--- Exercise instructions ---
Would you write out all the records again, exactly?

Top of Supplied information

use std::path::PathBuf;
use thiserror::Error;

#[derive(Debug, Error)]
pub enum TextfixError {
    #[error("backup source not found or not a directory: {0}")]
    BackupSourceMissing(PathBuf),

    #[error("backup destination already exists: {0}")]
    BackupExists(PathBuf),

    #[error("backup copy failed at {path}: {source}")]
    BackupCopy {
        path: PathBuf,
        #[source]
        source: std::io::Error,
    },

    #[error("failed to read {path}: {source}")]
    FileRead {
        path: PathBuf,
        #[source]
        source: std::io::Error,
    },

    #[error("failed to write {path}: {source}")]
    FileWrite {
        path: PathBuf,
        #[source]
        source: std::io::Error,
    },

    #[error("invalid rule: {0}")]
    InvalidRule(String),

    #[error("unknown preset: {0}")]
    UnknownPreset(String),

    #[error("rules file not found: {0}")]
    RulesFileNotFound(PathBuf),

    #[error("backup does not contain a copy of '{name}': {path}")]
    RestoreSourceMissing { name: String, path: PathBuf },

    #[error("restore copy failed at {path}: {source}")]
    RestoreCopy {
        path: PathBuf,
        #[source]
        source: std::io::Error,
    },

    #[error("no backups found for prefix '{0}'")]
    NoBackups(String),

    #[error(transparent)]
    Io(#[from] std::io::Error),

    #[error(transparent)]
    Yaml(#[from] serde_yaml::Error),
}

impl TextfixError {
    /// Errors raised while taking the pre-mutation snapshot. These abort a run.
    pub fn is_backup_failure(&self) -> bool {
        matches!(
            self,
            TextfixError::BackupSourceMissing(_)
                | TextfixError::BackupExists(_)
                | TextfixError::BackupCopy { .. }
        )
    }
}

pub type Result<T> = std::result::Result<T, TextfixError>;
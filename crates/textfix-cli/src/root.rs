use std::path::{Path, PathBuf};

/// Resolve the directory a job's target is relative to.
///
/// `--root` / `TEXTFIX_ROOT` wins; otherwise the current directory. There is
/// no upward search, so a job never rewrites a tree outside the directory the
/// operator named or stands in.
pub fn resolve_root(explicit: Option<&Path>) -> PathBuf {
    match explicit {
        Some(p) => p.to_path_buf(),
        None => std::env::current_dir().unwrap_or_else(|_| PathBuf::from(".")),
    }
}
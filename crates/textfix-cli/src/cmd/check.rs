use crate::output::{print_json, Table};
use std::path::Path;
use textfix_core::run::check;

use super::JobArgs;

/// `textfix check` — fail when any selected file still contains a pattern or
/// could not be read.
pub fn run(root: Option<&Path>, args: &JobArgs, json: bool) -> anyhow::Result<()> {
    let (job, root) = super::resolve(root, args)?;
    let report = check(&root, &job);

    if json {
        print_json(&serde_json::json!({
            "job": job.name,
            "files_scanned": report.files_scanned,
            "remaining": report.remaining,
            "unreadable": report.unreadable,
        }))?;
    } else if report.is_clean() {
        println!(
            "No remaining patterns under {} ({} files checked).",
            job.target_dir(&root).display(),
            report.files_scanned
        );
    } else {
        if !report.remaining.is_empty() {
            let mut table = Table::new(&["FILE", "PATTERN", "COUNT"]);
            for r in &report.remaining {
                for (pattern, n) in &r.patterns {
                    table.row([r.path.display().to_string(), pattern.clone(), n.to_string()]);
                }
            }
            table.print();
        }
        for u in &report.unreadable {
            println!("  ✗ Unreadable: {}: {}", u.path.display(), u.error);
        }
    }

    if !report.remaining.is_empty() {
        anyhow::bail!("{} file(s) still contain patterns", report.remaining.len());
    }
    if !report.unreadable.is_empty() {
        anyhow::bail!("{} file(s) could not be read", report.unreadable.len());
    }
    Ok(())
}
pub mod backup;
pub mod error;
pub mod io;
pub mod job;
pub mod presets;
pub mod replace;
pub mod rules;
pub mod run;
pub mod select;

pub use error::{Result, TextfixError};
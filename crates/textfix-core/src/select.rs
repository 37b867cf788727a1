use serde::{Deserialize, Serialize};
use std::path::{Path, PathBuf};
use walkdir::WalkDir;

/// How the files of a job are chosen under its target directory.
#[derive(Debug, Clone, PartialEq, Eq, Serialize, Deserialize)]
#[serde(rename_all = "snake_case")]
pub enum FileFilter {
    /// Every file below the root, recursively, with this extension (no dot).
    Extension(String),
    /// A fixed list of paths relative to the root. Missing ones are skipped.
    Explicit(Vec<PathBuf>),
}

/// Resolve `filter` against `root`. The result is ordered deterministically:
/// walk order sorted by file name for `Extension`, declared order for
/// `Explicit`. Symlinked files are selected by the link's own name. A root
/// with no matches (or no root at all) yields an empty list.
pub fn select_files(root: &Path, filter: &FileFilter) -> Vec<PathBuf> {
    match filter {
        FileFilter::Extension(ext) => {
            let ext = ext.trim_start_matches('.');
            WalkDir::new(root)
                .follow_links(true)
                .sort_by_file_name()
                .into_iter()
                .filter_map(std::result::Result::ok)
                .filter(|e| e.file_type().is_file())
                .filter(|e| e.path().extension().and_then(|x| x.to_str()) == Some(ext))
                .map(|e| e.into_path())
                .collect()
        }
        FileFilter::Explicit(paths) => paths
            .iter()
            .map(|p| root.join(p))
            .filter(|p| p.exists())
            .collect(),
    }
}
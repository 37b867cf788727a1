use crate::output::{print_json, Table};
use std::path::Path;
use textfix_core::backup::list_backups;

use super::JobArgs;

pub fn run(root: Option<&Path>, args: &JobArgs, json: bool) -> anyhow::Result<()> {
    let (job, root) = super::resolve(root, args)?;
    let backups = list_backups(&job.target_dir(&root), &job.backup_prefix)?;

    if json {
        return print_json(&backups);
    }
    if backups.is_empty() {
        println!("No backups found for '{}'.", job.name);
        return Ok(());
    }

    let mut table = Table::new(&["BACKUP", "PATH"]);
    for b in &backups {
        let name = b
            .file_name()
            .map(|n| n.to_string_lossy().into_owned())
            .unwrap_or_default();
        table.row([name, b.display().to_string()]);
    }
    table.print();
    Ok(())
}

Bottom of Supplied information

--- Answer box ---
use std::path::PathBuf;
use thiserror::Error;

#[derive(Debug, Error)]
pub enum TextfixError {
    #[error("backup source not found or not a directory: {0}")]
    BackupSourceMissing(PathBuf),

    #[error("backup destination already exists: {0}")]
    BackupExists(PathBuf),

    #[error("backup copy failed at {path}: {source}")]
    BackupCopy {
        path: PathBuf,
        #[source]
        source: std::io::Error,
    },

    #[error("failed to read {path}: {source}")]
    FileRead {
        path: PathBuf,
        #[source]
        source: std::io::Error,
    },

    #[error("failed to write {path}: {source}")]
    FileWrite {
        path: PathBuf,
        #[source]
        source: std::io::Error,
    },

    #[error("invalid rule: {0}")]
    InvalidRule(String),

    #[error("unknown preset: {0}")]
    UnknownPreset(String),

    #[error("rules file not found: {0}")]
    RulesFileNotFound(PathBuf),

    #[error("backup does not contain a copy of '{name}': {path}")]
    RestoreSourceMissing { name: String, path: PathBuf },

    #[error("restore copy failed at {path}: {source}")]
    RestoreCopy {
        path: PathBuf,
        #[source]
        source: std::io::Error,
    },

    #[error("no backups found for prefix '{0}'")]
    NoBackups(String),

    #[error(transparent)]
    Io(#[from] std::io::Error),

    #[error(transparent)]
    Yaml(#[from] serde_yaml::Error),
}

impl TextfixError {
    /// Errors raised while taking the pre-mutation snapshot. These abort a run.
    pub fn is_backup_failure(&self) -> bool {
        matches!(
            self,
            TextfixError::BackupSourceMissing(_)
                | TextfixError::BackupExists(_)
                | TextfixError::BackupCopy { .. }
        )
    }
}

pub type Result<T> = std::result::Result<T, TextfixError>;
filename crates/textfix-cli/src/root.rs
use std::path::{Path, PathBuf};

/// Resolve the directory a job's target is relative to.
///
/// `--root` / `TEXTFIX_ROOT` wins; otherwise the current directory. There is
/// no upward search, so a job never rewrites a tree outside the directory the
/// operator named or stands in.
pub fn resolve_root(explicit: Option<&Path>) -> PathBuf {
    match explicit {
        Some(p) => p.to_path_buf(),
        None => std::env::current_dir().unwrap_or_else(|_| PathBuf::from(".")),
    }
}
filename crates/textfix-cli/src/cmd/check.rs
use crate::output::{print_json, Table};
use std::path::Path;
use textfix_core::run::check;

use super::JobArgs;

/// `textfix check` — fail when any selected file still contains a pattern or
/// could not be read.
pub fn run(root: Option<&Path>, args: &JobArgs, json: bool) -> anyhow::Result<()> {
    let (job, root) = super::resolve(root, args)?;
    let report = check(&root, &job);

    if json {
        print_json(&serde_json::json!({
            "job": job.name,
            "files_scanned": report.files_scanned,
            "remaining": report.remaining,
            "unreadable": report.unreadable,
        }))?;
    } else if report.is_clean() {
        println!(
            "No remaining patterns under {} ({} files checked).",
            job.target_dir(&root).display(),
            report.files_scanned
        );
    } else {
        if !report.remaining.is_empty() {
            let mut table = Table::new(&["FILE", "PATTERN", "COUNT"]);
            for r in &report.remaining {
                for (pattern, n) in &r.patterns {
                    table.row([r.path.display().to_string(), pattern.clone(), n.to_string()]);
                }
            }
            table.print();
        }
        for u in &report.unreadable {
            println!("  ✗ Unreadable: {}: {}", u.path.display(), u.error);
        }
    }

    if !report.remaining.is_empty() {
        anyhow::bail!("{} file(s) still contain patterns", report.remaining.len());
    }
    if !report.unreadable.is_empty() {
        anyhow::bail!("{} file(s) could not be read", report.unreadable.len());
    }
    Ok(())
}
pub mod backup;
pub mod error;
pub mod io;
pub mod job;
pub mod presets;
pub mod replace;
pub mod rules;
pub mod run;
pub mod select;

pub use error::{Result, TextfixError};
filename crates/textfix-core/src/select.rs
repository 37b867cf788727a1
use serde::{Deserialize, Serialize};
use std::path::{Path, PathBuf};
use walkdir::WalkDir;

/// How the files of a job are chosen under its target directory.
#[derive(Debug, Clone, PartialEq, Eq, Serialize, Deserialize)]
#[serde(rename_all = "snake_case")]
pub enum FileFilter {
    /// Every file below the root, recursively, with this extension (no dot).
    Extension(String),
    /// A fixed list of paths relative to the root. Missing ones are skipped.
    Explicit(Vec<PathBuf>),
}

/// Resolve `filter` against `root`. The result is ordered deterministically:
/// walk order sorted by file name for `Extension`, declared order for
/// `Explicit`. Symlinked files are selected by the link's own name. A root
/// with no matches (or no root at all) yields an empty list.
pub fn select_files(root: &Path, filter: &FileFilter) -> Vec<PathBuf> {
    match filter {
        FileFilter::Extension(ext) => {
            let ext = ext.trim_start_matches('.');
            WalkDir::new(root)
                .follow_links(true)
                .sort_by_file_name()
                .into_iter()
                .filter_map(std::result::Result::ok)
                .filter(|e| e.file_type().is_file())
                .filter(|e| e.path().extension().and_then(|x| x.to_str()) == Some(ext))
                .map(|e| e.into_path())
                .collect()
        }
        FileFilter::Explicit(paths) => paths
            .iter()
            .map(|p| root.join(p))
            .filter(|p| p.exists())
            .collect(),
    }
}
repository 37b867cf788727a1
use crate::output::{print_json, Table};
use std::path::Path;
use textfix_core::backup::list_backups;

use super::JobArgs;

pub fn run(root: Option<&Path>, args: &JobArgs, json: bool) -> anyhow::Result<()> {
    let (job, root) = super::resolve(root, args)?;
    let backups = list_backups(&job.target_dir(&root), &job.backup_prefix)?;

    if json {
        return print_json(&backups);
    }
    if backups.is_empty() {
        println!("No backups found for '{}'.", job.name);
        return Ok(());
    }

    let mut table = Table::new(&["BACKUP", "PATH"]);
    for b in &backups {
        let name = b
            .file_name()
            .map(|n| n.to_string_lossy().into_owned())
            .unwrap_or_default();
        table.row([name, b.display().to_string()]);
    }
    table.print();
    Ok(())
}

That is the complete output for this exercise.